Activity: Take every line from the records below that includes the word "bool".

[[ Input, beginning ]]

//! Block snapshot model.
//!
//! # Responsibility
//! - Represent one top-level page block with identity, kind, plain text
//!   and checkbox state.
//! - Provide the `NewTodo` creation payload for migration copies and
//!   placeholders.
//!
//! # Invariants
//! - `id` is an opaque, stable identifier assigned by the document store.
//! - A block is never mutated in place; copies carry `checked = false`.

use serde::{Deserialize, Serialize};

/// Opaque, stable block identifier assigned by the document store.
///
/// Kept as a type alias to make semantic intent explicit in signatures.
pub type BlockId = String;

/// Default visual style for freshly created checklist items.
pub const DEFAULT_COLOR: &str = "default";

/// Kind discriminant for top-level page blocks.
#[derive(Debug, Clone, Copy, PartialEq, Eq, Serialize, Deserialize)]
#[serde(rename_all = "snake_case")]
pub enum BlockKind {
    /// Section header candidate (any heading level).
    Heading,
    /// Plain paragraph. Also a section header candidate; an empty one is
    /// a visual separator between checklist groups.
    Paragraph,
    /// Checklist item with a checkbox.
    Todo,
    /// Any block type this core does not act on (toggle, divider, ...).
    ///
    /// Kept in the list so index arithmetic stays aligned with the
    /// remote page; never matched as header, todo or separator.
    Other,
}

/// Immutable snapshot of one top-level page block.
#[derive(Debug, Clone, PartialEq, Eq, Serialize, Deserialize)]
pub struct Block {
    /// Stable store-assigned identifier.
    pub id: BlockId,
    pub kind: BlockKind,
    /// Plain text joined from the block's rich-text spans, trimmed.
    pub text: String,
    /// Checkbox state; meaningful only when `kind == BlockKind::Todo`.
    pub checked: bool,
    /// Visual style carried over when the block is cloned.
    pub color: String,
}

impl Block {
    /// Creates a heading snapshot.
    pub fn heading(id: impl Into<BlockId>, text: impl Into<String>) -> Self {
        Self::of_kind(id, BlockKind::Heading, text)
    }

    /// Creates a paragraph snapshot.
    pub fn paragraph(id: impl Into<BlockId>, text: impl Into<String>) -> Self {
        Self::of_kind(id, BlockKind::Paragraph, text)
    }

    /// Creates a checklist item snapshot.
    pub fn todo(id: impl Into<BlockId>, text: impl Into<String>, checked: bool) -> Self {
        let mut block = Self::of_kind(id, BlockKind::Todo, text);
        block.checked = checked;
        block
    }

    /// Creates a snapshot for a block type the core does not act on.
    pub fn other(id: impl Into<BlockId>) -> Self {
        Self::of_kind(id, BlockKind::Other, "")
    }

    fn of_kind(id: impl Into<BlockId>, kind: BlockKind, text: impl Into<String>) -> Self {
        Self {
            id: id.into(),
            kind,
            text: text.into(),
            checked: false,
            color: DEFAULT_COLOR.to_string(),
        }
    }

    /// Returns whether this block is a checklist item.
    pub fn is_todo(&self) -> bool {
        self.kind == BlockKind::Todo
    }

    /// Returns whether this block is an empty paragraph separator.
    ///
    /// Only genuine paragraphs qualify; `Other` blocks with empty text do
    /// not, so contiguity repair never deletes blocks it cannot decode.
    pub fn is_empty_paragraph(&self) -> bool {
        self.kind == BlockKind::Paragraph && self.text.trim().is_empty()
    }

    /// Prepares an unchecked copy payload of this checklist item.
    ///
    /// # Invariants
    /// - Text and visual style are preserved; `checked` is always false.
    pub fn as_new_todo(&self) -> NewTodo {
        NewTodo {
            text: self.text.clone(),
            color: self.color.clone(),
        }
    }
}

/// Creation payload for a checklist item: always inserted unchecked.
#[derive(Debug, Clone, PartialEq, Eq, Serialize, Deserialize)]
pub struct NewTodo {
    pub text: String,
    pub color: String,
}

impl NewTodo {
    /// Payload for an empty placeholder item that keeps a section from
    /// rendering empty.
    pub fn placeholder() -> Self {
        Self {
            text: String::new(),
            color: DEFAULT_COLOR.to_string(),
        }
    }
}
//! Command-line entry point for one reconciliation run.
//!
//! # Responsibility
//! - Load configuration, bring up logging, verify page access and run
//!   the engine once.
//! - Map the failure taxonomy onto distinct exit statuses.

use clap::Parser;
use daycycle_core::config::{self, RunConfig};
use daycycle_core::{
    default_log_level, init_logging, DocumentGateway, EngineError, NotionGateway,
    ReconcileEngine,
};
use log::error;
use std::path::PathBuf;

const EXIT_CONFIG: i32 = 2;
const EXIT_ACCESS: i32 = 3;
const EXIT_STRUCTURE: i32 = 4;
const EXIT_TRANSPORT: i32 = 5;

/// Reconciles the sectioned to-do page through its daily cycle.
#[derive(Parser, Debug)]
#[command(name = "daycycle", version, about)]
struct Cli {
    /// Page id or page URL; overrides NOTION_PAGE_ID.
    #[arg(long)]
    page: Option<String>,

    /// Archived-item database id; overrides NOTION_DONE_DB_ID.
    #[arg(long)]
    done_db: Option<String>,

    /// Daily-completion database id; overrides NOTION_DAILY_COMP_DB_ID.
    #[arg(long)]
    completion_db: Option<String>,

    /// Log directory (absolute). Defaults to a per-user temp location.
    #[arg(long)]
    log_dir: Option<PathBuf>,

    /// Log level: trace|debug|info|warn|error.
    #[arg(long)]
    log_level: Option<String>,
}

fn main() {
    std::process::exit(run(Cli::parse()));
}

fn run(cli: Cli) -> i32 {
    config::load_env_files();
    let result = RunConfig::from_lookup(|key| {
        let override_value = match key {
            config::ENV_PAGE_ID => cli.page.clone(),
            config::ENV_DONE_STORE => cli.done_db.clone(),
            config::ENV_COMPLETION_STORE => cli.completion_db.clone(),
            _ => None,
        };
        override_value.or_else(|| std::env::var(key).ok())
    });
    let run_config = match result {
        Ok(run_config) => run_config,
        Err(err) => {
            eprintln!("daycycle: {err}");
            return EXIT_CONFIG;
        }
    };

    let log_dir = cli
        .log_dir
        .unwrap_or_else(|| std::env::temp_dir().join("daycycle-logs"));
    let level = cli
        .log_level
        .unwrap_or_else(|| default_log_level().to_string());
    if let Err(err) = init_logging(&level, &log_dir.to_string_lossy()) {
        // A run without file logs is still worth more than no run.
        eprintln!("daycycle: logging disabled: {err}");
    }

    let gateway = match NotionGateway::new(run_config.token.clone()) {
        Ok(gateway) => gateway,
        Err(err) => {
            eprintln!("daycycle: cannot build document client: {err}");
            return EXIT_TRANSPORT;
        }
    };

    if let Err(err) = gateway.verify_document(&run_config.page_id) {
        error!("event=verify_document module=cli status=error error={err}");
        eprintln!(
            "daycycle: cannot access page {}: {err}\n(a 404 can also mean the integration \
             is not invited to the page)",
            run_config.page_id
        );
        return EXIT_ACCESS;
    }

    let mut engine = ReconcileEngine::new(&gateway, run_config.page_id.clone());
    if let Some(store) = run_config.done_store {
        engine = engine.with_done_store(store);
    }
    if let Some(store) = run_config.completion_store {
        engine = engine.with_completion_store(store);
    }

    match engine.run() {
        Ok(report) => {
            println!("daycycle: done ({report})");
            0
        }
        Err(err @ EngineError::MissingSection(_))
        | Err(err @ EngineError::PlaceholderRepair(_)) => {
            error!("event=run module=cli status=structural error={err}");
            eprintln!("daycycle: {err}");
            EXIT_STRUCTURE
        }
        Err(err @ EngineError::Gateway(_)) => {
            error!("event=run module=cli status=transport error={err}");
            eprintln!("daycycle: {err}");
            EXIT_TRANSPORT
        }
    }
}
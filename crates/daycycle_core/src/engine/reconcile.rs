//! Reconciliation engine: the single-pass daily state transition.
//!
//! # Responsibility
//! - Execute the seven reconciliation steps in fixed order against a
//!   `DocumentGateway`.
//! - Downgrade best-effort log writes to warnings; propagate structural
//!   and transport failures.
//!
//! # Invariants
//! - Section ranges are always computed from a snapshot fetched after
//!   the last structural mutation.
//! - Every item of a processed section is migrated out, archived and
//!   deleted, or left untouched; never silently dropped or duplicated.
//! - Log store ids are resolved at most once per run.

use crate::gateway::{DocumentGateway, GatewayError, GatewayResult, LogRecord, StoreId};
use crate::model::block::{BlockId, NewTodo};
use crate::section::partition::{header_block_id, locate_headers, section_range, Section};
use chrono::{NaiveDate, Utc};
use log::{info, warn};
use once_cell::unsync::OnceCell;
use std::error::Error;
use std::fmt::{Display, Formatter};

/// Title of the archived-item log store, resolved by exact-title lookup
/// when no explicit id is configured.
pub const DONE_STORE_TITLE: &str = "Done";
/// Title of the cycle-outcome log store.
pub const COMPLETION_STORE_TITLE: &str = "Daily Completion";

pub type EngineResult<T> = Result<T, EngineError>;

/// Reconciliation failure taxonomy.
#[derive(Debug)]
pub enum EngineError {
    /// A required section header (Today or Backlog) is missing: the
    /// document is malformed and the run aborts.
    MissingSection(Section),
    /// A gateway call central to migration failed.
    Gateway(GatewayError),
    /// The final placeholder guarantee could not be upheld; the document
    /// structure is unexpectedly broken.
    PlaceholderRepair(GatewayError),
}

impl Display for EngineError {
    fn fmt(&self, f: &mut Formatter<'_>) -> std::fmt::Result {
        match self {
            Self::MissingSection(section) => write!(
                f,
                "could not find '{section}:' header; make sure it is a heading or a paragraph \
                 with text '{section}:'"
            ),
            Self::Gateway(err) => write!(f, "{err}"),
            Self::PlaceholderRepair(err) => {
                write!(f, "failed while ensuring section placeholders: {err}")
            }
        }
    }
}

impl Error for EngineError {
    fn source(&self) -> Option<&(dyn Error + 'static)> {
        match self {
            Self::MissingSection(_) => None,
            Self::Gateway(err) | Self::PlaceholderRepair(err) => Some(err),
        }
    }
}

impl From<GatewayError> for EngineError {
    fn from(value: GatewayError) -> Self {
        Self::Gateway(value)
    }
}

/// Outcome counters for one reconciliation run.
#[derive(Debug, Clone, Default, PartialEq, Eq)]
pub struct RunReport {
    /// Checklist items found in the Daily section.
    pub daily_total: u32,
    /// Daily items found checked before the reset.
    pub daily_completed: u32,
    /// Whether the cycle-outcome record was written.
    pub completion_logged: bool,
    /// Unchecked Tomorrow items promoted to the top of Today.
    pub migrated_to_today: usize,
    /// Unchecked Today items demoted into Backlog.
    pub demoted_to_backlog: usize,
    /// Checked items removed from Tomorrow, Today and Backlog.
    pub archived: usize,
    /// Archive records that actually reached the log store.
    pub archive_records_written: usize,
    /// Empty-paragraph separators deleted inside Backlog.
    pub separators_removed: usize,
    /// Placeholder items appended to otherwise empty sections.
    pub placeholders_added: usize,
}

impl Display for RunReport {
    fn fmt(&self, f: &mut Formatter<'_>) -> std::fmt::Result {
        write!(
            f,
            "daily {}/{}, promoted {}, demoted {}, archived {}, placeholders {}",
            self.daily_completed,
            self.daily_total,
            self.migrated_to_today,
            self.demoted_to_backlog,
            self.archived,
            self.placeholders_added
        )
    }
}

/// Per-run binding of one log store: explicit id, or lazy title lookup.
struct StoreBinding {
    title: &'static str,
    explicit: Option<StoreId>,
    resolved: OnceCell<Option<StoreId>>,
}

impl StoreBinding {
    fn new(title: &'static str) -> Self {
        Self {
            title,
            explicit: None,
            resolved: OnceCell::new(),
        }
    }
}

/// Single-writer reconciliation engine over one page.
pub struct ReconcileEngine<'g, G: DocumentGateway> {
    gateway: &'g G,
    page_id: BlockId,
    date: NaiveDate,
    done_store: StoreBinding,
    completion_store: StoreBinding,
}

impl<'g, G: DocumentGateway> ReconcileEngine<'g, G> {
    /// Creates an engine for one page, dated today (UTC).
    pub fn new(gateway: &'g G, page_id: impl Into<BlockId>) -> Self {
        Self {
            gateway,
            page_id: page_id.into(),
            date: Utc::now().date_naive(),
            done_store: StoreBinding::new(DONE_STORE_TITLE),
            completion_store: StoreBinding::new(COMPLETION_STORE_TITLE),
        }
    }

    /// Overrides the run date (tests, backfills).
    pub fn with_date(mut self, date: NaiveDate) -> Self {
        self.date = date;
        self
    }

    /// Supplies the archived-item store id directly, skipping lookup.
    pub fn with_done_store(mut self, store: StoreId) -> Self {
        self.done_store.explicit = Some(store);
        self
    }

    /// Supplies the cycle-outcome store id directly, skipping lookup.
    pub fn with_completion_store(mut self, store: StoreId) -> Self {
        self.completion_store.explicit = Some(store);
        self
    }

    /// Runs the full reconciliation cycle once.
    ///
    /// Steps run in fixed order; see the module docs for the failure
    /// policy of each.
    pub fn run(&self) -> EngineResult<RunReport> {
        let mut report = RunReport::default();
        let blocks = self.gateway.list_children(&self.page_id)?;

        // Step 1: daily reset and scoring. Ratio comes from the pre-reset
        // snapshot; unchecking is unconditional and idempotent.
        if let Some(range) = section_range(&blocks, Section::Daily) {
            for block in &blocks[range] {
                if !block.is_todo() {
                    continue;
                }
                report.daily_total += 1;
                if block.checked {
                    report.daily_completed += 1;
                }
                self.gateway.set_todo_checked(&block.id, false)?;
            }
            if report.daily_total > 0 {
                self.record_daily_completion(&mut report);
            }
        }

        // Step 2: required headers. Tomorrow is optional.
        let headers = locate_headers(&blocks);
        let today_position = headers
            .today
            .ok_or(EngineError::MissingSection(Section::Today))?;
        headers
            .backlog
            .ok_or(EngineError::MissingSection(Section::Backlog))?;
        let today_anchor = blocks[today_position].id.clone();

        // Step 3: promote unchecked Tomorrow items to the top of Today;
        // archive checked ones. Copies land before originals are deleted.
        if let Some(range) = section_range(&blocks, Section::Tomorrow) {
            let mut copies = Vec::new();
            let mut originals = Vec::new();
            for block in &blocks[range] {
                if !block.is_todo() {
                    continue;
                }
                if block.checked {
                    self.archive_item(&block.text, &mut report);
                    report.archived += 1;
                } else {
                    copies.push(block.as_new_todo());
                }
                originals.push(block.id.clone());
            }
            if !copies.is_empty() {
                report.migrated_to_today = copies.len();
                self.gateway
                    .insert_after(&self.page_id, &today_anchor, &copies)?;
            }
            for id in &originals {
                self.gateway.archive_block(id)?;
            }
        }

        // Step 4: drop completed Backlog items, on a fresh snapshot.
        let blocks = self.gateway.list_children(&self.page_id)?;
        if let Some(range) = section_range(&blocks, Section::Backlog) {
            for block in &blocks[range] {
                if block.is_todo() && block.checked {
                    self.archive_item(&block.text, &mut report);
                    report.archived += 1;
                    self.gateway.archive_block(&block.id)?;
                }
            }
        }

        // Step 5: demote Today survivors into Backlog. The fresh snapshot
        // includes items promoted in step 3, so they keep moving through.
        let blocks = self.gateway.list_children(&self.page_id)?;
        let mut copies = Vec::new();
        let mut originals = Vec::new();
        if let Some(range) = section_range(&blocks, Section::Today) {
            for block in &blocks[range] {
                if !block.is_todo() {
                    continue;
                }
                if block.checked {
                    self.archive_item(&block.text, &mut report);
                    report.archived += 1;
                } else {
                    copies.push(block.as_new_todo());
                }
                originals.push(block.id.clone());
            }
        }
        if !copies.is_empty() {
            let backlog_anchor = header_block_id(&blocks, Section::Backlog)
                .ok_or(EngineError::MissingSection(Section::Backlog))?
                .clone();
            report.demoted_to_backlog = copies.len();
            self.gateway
                .insert_after(&self.page_id, &backlog_anchor, &copies)?;
        }
        for id in &originals {
            self.gateway.archive_block(id)?;
        }

        // Step 6: remove empty-paragraph separators inside Backlog so the
        // section renders as one unbroken checklist.
        let blocks = self.gateway.list_children(&self.page_id)?;
        if let Some(range) = section_range(&blocks, Section::Backlog) {
            for block in &blocks[range] {
                if block.is_empty_paragraph() {
                    self.gateway.archive_block(&block.id)?;
                    report.separators_removed += 1;
                }
            }
        }

        // Step 7: placeholder guarantee, fatal on failure.
        self.ensure_placeholders(&mut report)
            .map_err(EngineError::PlaceholderRepair)?;

        info!(
            "event=run_complete module=engine status=ok page={} {report}",
            self.page_id
        );
        Ok(report)
    }

    /// Appends one empty unchecked item to each of Today, Tomorrow and
    /// Daily that ended the run without any checklist item.
    fn ensure_placeholders(&self, report: &mut RunReport) -> GatewayResult<()> {
        let blocks = self.gateway.list_children(&self.page_id)?;
        let headers = locate_headers(&blocks);
        for section in [Section::Today, Section::Tomorrow, Section::Daily] {
            let Some(position) = headers.get(section) else {
                continue;
            };
            let occupied = section_range(&blocks, section)
                .map(|range| blocks[range].iter().any(|block| block.is_todo()))
                .unwrap_or(false);
            if occupied {
                continue;
            }
            self.gateway.insert_after(
                &self.page_id,
                &blocks[position].id,
                &[NewTodo::placeholder()],
            )?;
            report.placeholders_added += 1;
        }
        Ok(())
    }

    /// Best-effort write of the once-per-run cycle-outcome record.
    fn record_daily_completion(&self, report: &mut RunReport) {
        let Some(store) = self.resolve_store(&self.completion_store) else {
            return;
        };
        let record = LogRecord::DailyCompletion {
            completed: report.daily_completed,
            total: report.daily_total,
            date: self.date,
        };
        match self.gateway.append_record(&store, &record) {
            Ok(()) => report.completion_logged = true,
            Err(err) => warn!(
                "event=completion_log module=engine status=error error={err}"
            ),
        }
    }

    /// Best-effort archive of one completed item's text.
    ///
    /// Failure is isolated per item: deletion and later items proceed.
    fn archive_item(&self, text: &str, report: &mut RunReport) {
        let Some(store) = self.resolve_store(&self.done_store) else {
            return;
        };
        let record = LogRecord::DoneItem {
            text: text.to_string(),
            date: self.date,
        };
        match self.gateway.append_record(&store, &record) {
            Ok(()) => report.archive_records_written += 1,
            Err(err) => warn!("event=archive_log module=engine status=error error={err}"),
        }
    }

    /// Resolves a log store id at most once per run.
    ///
    /// Lookup failure or an unresolved title downgrades to "skip
    /// logging" with a warning; it never aborts the run.
    fn resolve_store(&self, binding: &StoreBinding) -> Option<StoreId> {
        binding
            .resolved
            .get_or_init(|| {
                if let Some(explicit) = &binding.explicit {
                    return Some(explicit.clone());
                }
                match self.gateway.find_store_by_title(binding.title) {
                    Ok(Some(store)) => Some(store),
                    Ok(None) => {
                        warn!(
                            "event=store_lookup module=engine status=missing title={}",
                            binding.title
                        );
                        None
                    }
                    Err(err) => {
                        warn!(
                            "event=store_lookup module=engine status=error title={} error={err}",
                            binding.title
                        );
                        None
                    }
                }
            })
            .clone()
    }
}
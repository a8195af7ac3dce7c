//! Per-cycle reconciliation of the sectioned to-do page.
//!
//! # Responsibility
//! - Orchestrate the fixed-order daily state transition over gateway
//!   calls: daily reset, Tomorrow promotion, Backlog cleanup, Today
//!   demotion, contiguity repair, placeholder guarantee.
//!
//! # Invariants
//! - Indices are never reused across a structural mutation: the engine
//!   re-fetches the block list before computing the next section range.
//! - Copies are inserted before the originals they duplicate are deleted.
//! - Archiving and completion logging are best-effort and never abort
//!   the run; missing Today/Backlog headers and placeholder repair
//!   failures do.

pub mod reconcile;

[[ Input, end ]]

Answer to this exercise:
    pub checked: bool,
    pub fn todo(id: impl Into<BlockId>, text: impl Into<String>, checked: bool) -> Self {
    pub fn is_todo(&self) -> bool {
    pub fn is_empty_paragraph(&self) -> bool {
    pub completion_logged: bool,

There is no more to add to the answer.